In a statement, the PAP said it will launch its manifesto and introduce new candidates "in due course".

"The decision to hold an election in the middle of a pandemic is not an easy one to make," said Deputy Prime Minister Heng Swee Keat in a Facebook post yesterday.

"But given the profound uncertainty ahead, and the challenges that we must tackle as a nation, it is important that we do so now, when the situation is relatively stable."

This will give the new government a fresh, five-year mandate to bring Singaporeans together to overcome the crisis, he said.

Education Minister Ong Ye Kung told The Straits Times that Singapore is in the middle of what is probably the biggest crisis in its history.

"And at the same time, the Constitution requires that while this boat is in the middle of a storm, you need an election to choose the captain. So I think, let's quickly choose a captain, so that we can quickly sail out of the storm. That's how important this election is," he said.


Meanwhile, the Workers' Party (WP) is playing its cards close to its chest. Party chief Pritam Singh posted a photo of its current slate of parliamentarians on Facebook yesterday, after Parliament was dissolved.

"It was our privilege to serve you," he wrote. "Until we meet again."

The party also put up a video clip last night featuring 12 of its members, including former candidates and new faces.

Parties across the political spectrum are building up their video capabilities.

National Solidarity Party secretary-general Spencer Ng said his party has bought and rented broadcast equipment, while Mr Desmond Lim, president of the Singapore Democratic Alliance, added that his party's online rallies have been pre-recorded.

Others, including the Singapore Democratic Party (SDP) and Progress Singapore Party (PSP), have put out calls for boots on the ground to help as polling agents and campaign workers.

"Both play important roles in our Party's election campaign," said PSP chief Tan Cheng Bock on the party's messaging channels.

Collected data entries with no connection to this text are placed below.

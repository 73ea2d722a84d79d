//! Data models
//!
//! Shared between the business screens and the printing pipeline.
//! All monetary values are `rust_decimal::Decimal`.

pub mod counterparty;
pub mod template;
pub mod transaction;

// Re-exports
pub use counterparty::*;
pub use template::*;
pub use transaction::*;
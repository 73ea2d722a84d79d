//! Template resolver
//!
//! Loads the stored template configuration for a document kind, falling
//! back to the built-in default. Malformed settings must never block
//! printing, so this module has no error type at all.

use std::ops::RangeInclusive;

use tracing::warn;

use shared::{DocumentKind, TemplateConfig};

use crate::settings::{SettingsStore, template_key};

/// Usable on-page font sizes in px
const FONT_SIZE_RANGE: RangeInclusive<u32> = 6..=72;
/// Usable page widths in px
const PAGE_WIDTH_RANGE: RangeInclusive<u32> = 100..=1200;

/// Resolves per-kind template configuration from the settings store
pub struct TemplateResolver<'a, S: SettingsStore> {
    store: &'a S,
}

impl<'a, S: SettingsStore> TemplateResolver<'a, S> {
    pub fn new(store: &'a S) -> Self {
        Self { store }
    }

    /// Resolve the template for a document kind
    ///
    /// Loaded fresh on every call; staleness within a session is acceptable
    /// since settings rarely change mid-operation.
    pub fn resolve(&self, kind: DocumentKind) -> TemplateConfig {
        let key = template_key(kind);

        let Some(raw) = self.store.get(&key) else {
            return TemplateConfig::default();
        };

        match serde_json::from_str(&raw) {
            Ok(config) => Self::sanitized(kind, config),
            Err(e) => {
                warn!(kind = kind.slug(), error = %e, "Stored template config malformed, using default");
                TemplateConfig::default()
            }
        }
    }

    /// Pull out-of-range display sizes back to the defaults
    ///
    /// Well-formed JSON can still carry unusable numbers; those fields fall
    /// back individually so the rest of the stored config survives.
    fn sanitized(kind: DocumentKind, mut config: TemplateConfig) -> TemplateConfig {
        let defaults = TemplateConfig::default();
        if !FONT_SIZE_RANGE.contains(&config.font_size) {
            warn!(
                kind = kind.slug(),
                font_size = config.font_size,
                "Stored font size out of range, using default"
            );
            config.font_size = defaults.font_size;
        }
        if !PAGE_WIDTH_RANGE.contains(&config.page_width) {
            warn!(
                kind = kind.slug(),
                page_width = config.page_width,
                "Stored page width out of range, using default"
            );
            config.page_width = defaults.page_width;
        }
        config
    }
}
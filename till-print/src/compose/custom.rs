//! Custom-template renderer
//!
//! Applies the user's header/footer text and per-section toggles. Reuses
//! the shared section renderers so custom and built-in documents stay
//! consistent; the verification section ignores the toggles and always
//! renders.

use shared::{TemplateConfig, TransactionRecord};

use super::layout::Section;
use super::{html_shell, render_section};
use crate::verify::Verification;

/// Render a document through the custom template
pub fn render(
    transaction: &TransactionRecord,
    template: &TemplateConfig,
    verification: &Verification,
) -> String {
    let toggled = [
        (template.show_business_info, Section::BusinessInfo),
        (template.show_transaction_details, Section::TransactionDetails),
        (template.show_transaction_details, Section::CounterpartyInfo),
        (template.show_item_details, Section::LineItems),
        (template.show_totals, Section::Totals),
        (template.show_payment_info, Section::PaymentInfo),
        (true, Section::Verification),
        (!template.footer_text.is_empty(), Section::Footer),
    ];

    let mut body = String::new();
    for (enabled, section) in toggled {
        if enabled {
            body.push_str(&render_section(section, transaction, template, verification));
        }
    }

    html_shell(transaction.document_kind.title(), template, &body)
}
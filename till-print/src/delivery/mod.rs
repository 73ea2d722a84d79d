//! Document delivery
//!
//! Presents a composed document to the platform print function through an
//! ordered chain of strategies with failure detection and bounded settle
//! delays. Every branch is exception-safe: a failed strategy degrades to
//! the next one instead of propagating.

pub mod executor;
pub mod strategy;
pub mod surface;

pub use executor::{AttemptOutcome, DeliveryAttempt, DeliveryExecutor, DeliveryOutcome};
pub use strategy::{DeliveryStrategy, select_strategies};
pub use surface::{PrintHost, SurfaceError, SurfaceHandle, SurfaceResult};
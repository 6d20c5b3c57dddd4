use docsim_core::config::EmbeddingSettings;
use docsim_embed::{get_default_embedder, HashingEmbedder};
use docsim_core::Embedder;

#[test]
fn fake_embedder_shapes_and_determinism() {
    let settings = EmbeddingSettings { fake: true, fake_dim: 384, ..Default::default() };

    let embedder = get_default_embedder(&settings).expect("embedder");
    let texts = vec!["hello world".to_string(), "hello world".to_string()];
    let embs = embedder.embed_batch(&texts).expect("embed_batch");
    let v1 = &embs[0];
    let v2 = &embs[1];

    assert_eq!(embedder.dim(), 384);
    assert_eq!(v1.len(), 384, "embedding dim is 384");

    // Norm approximately 1.0
    let norm: f32 = v1.iter().map(|x| x * x).sum::<f32>().sqrt();
    assert!((norm - 1.0).abs() <= 1e-3, "vector is L2-normalized (norm={norm})");

    // Deterministic for same input
    for (a, b) in v1.iter().zip(v2.iter()) { assert!((a - b).abs() <= 1e-6); }
}

#[test]
fn hashing_embedder_preserves_order_and_count() {
    let embedder = HashingEmbedder::new(16);
    let texts: Vec<String> = ["alpha", "bravo charlie", "alpha"].iter().map(|s| s.to_string()).collect();
    let embs = embedder.embed_batch(&texts).expect("embed");
    assert_eq!(embs.len(), 3);
    assert_eq!(embs[0], embs[2]);
    assert_ne!(embs[0], embs[1]);
}

#[test]
fn blank_text_maps_to_zero_vector() {
    let embs = HashingEmbedder::new(8).embed_batch(&["   ".to_string()]).expect("embed");
    assert!(embs[0].iter().all(|&x| x == 0.0));
}

#[test]
fn zero_dimension_is_clamped_to_one() {
    let embedder = HashingEmbedder::new(0);
    assert_eq!(embedder.dim(), 1);
    let embs = embedder.embed_batch(&["some words here".to_string()]).expect("embed");
    assert_eq!(embs[0].len(), 1);
    assert!((embs[0][0] - 1.0).abs() <= 1e-6);
}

The SDP said it had been preparing for early elections for more than a year and had continued with walkabout and house visits until it was no longer safe to continue.

"The writ has thus come as no surprise, and we are ready to present our case to the people of Singapore for a fairer and more just society," it said, adding that it disagreed with the timing of the election.

Although case numbers have dropped in the past few weeks, several opposition parties have continued to raise objections over the appropriateness of holding the election at this time.

"Although there are countries that have held elections during this period, results are mixed," said People's Power Party chief Goh Meng Seng. "Some countries have had a spike in cases."

Democratic Progressive Party secretary-general Mohamad Hamim Aliyas said the polls are being conducted too soon, while Peoples Voice leader Lim Tean called it a "cruel time" to hold an election as people are "reeling financially from the consequences of the crisis".

But others are quietly confident that their work on the ground in years past will pay off, despite the uncertain times.

Singapore People's Party chairman Jose Raymond, who plans to contest in the single-seat constituency of Potong Pasir, said: "In terms of our outreach in Potong Pasir, work began three years ago and we are looking forward to the contest, in an area which we hold close to our hearts."